Sayón: falda grande que cae acampanadamente hacia el suelo.

Escriba: alusión al mundo judaico. Los escribas eran los intérpretes de la ley de Dios en el judaísmo. La nariz era ancha como el sayón y grande e inclinada como la espalda de alguien que está escribiendo.

Peje: Pez. La nariz era larga como un pez espada, pero con muy grandes aletas (barbas=pelos) en la punta. A su vez, la palabra “peje” está tomada también en este otro sentido: peje=mal sujeto. El verso indica que era una nariz enorme de la que asomaban pelos; pero también era la nariz de una mala persona.

Un reloj de sol porque de su cara salía la nariz como una barra larga (o gnomon) del reloj de sol; pero era un reloj de sol está mal encarado si no le da el sol: el rostro del narigón era, pues, sombrío. Mal encarado significa también que tiene mala cara.

Alquitara: alambique. Utensilio con un gran tubo por el que fluye el líquido destilado. Pensativa incide en la imagen del objeto encorvado hacia el suelo.

Un elefante boca arriba. Este verso tiene también dos sentidos.

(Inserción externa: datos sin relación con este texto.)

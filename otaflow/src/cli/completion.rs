/*
 * SPDX-FileCopyrightText: 2026 otaflow contributors
 * SPDX-License-Identifier: GPL-3.0-only
 */

use std::io::{self, Write};

use anyhow::Result;
use clap::{CommandFactory, Parser};
use clap_complete::Shell;

use crate::cli::args::Cli;

pub fn completion_main(cli: &CompletionCli) -> Result<()> {
    let mut command = Cli::command();
    let bin_name = command.get_name().to_owned();
    let mut stdout = io::stdout().lock();

    clap_complete::generate(cli.shell, &mut command, bin_name, &mut stdout);
    stdout.flush()?;

    Ok(())
}

/// Generate shell tab completion scripts for otaflow.
#[derive(Debug, Parser)]
pub struct CompletionCli {
    /// Shell to generate completions for.
    #[arg(short, long, value_name = "SHELL", value_parser)]
    pub shell: Shell,
}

Se trata de una nariz monstruosamente grande como un elefante con las patas arriba; pero simultáneamente, el narigudo era como una elefante por encima de la boca.

Ovidio Nasón era un famoso poeta latino de la familia de los Nasones. “Naso” en latín significa “nariz”.

Espolón es la punta en que remata la proa de una nave (DRAE)

Las doce Tribus. Extraordinaria hipérbole, pues da a entender que la nariz equivalía a la suma de las narices de los miembros de las doce tribus de Israel. Popularmente, se atribuye a los judíos la peculiaridad de tener la nariz grande.

En la cara de Anás. Tan grande era la nariz que resultaría ofensiva aun si se pusiera en el rostro de un judío chato. Quevedo juega con la falsa etimología de “A-nas”, “sin nariz”. A propósito de este dato, hay que recordar que el poeta fue declarado antisemita.

Frisón es, según la RAE, algo “que es grande y corpulento dentro de su género”.

Sabañón es una hinchazón o ulceración de la piel. La metáfora sugiere que la nariz está hinchada y roja (morado y frito).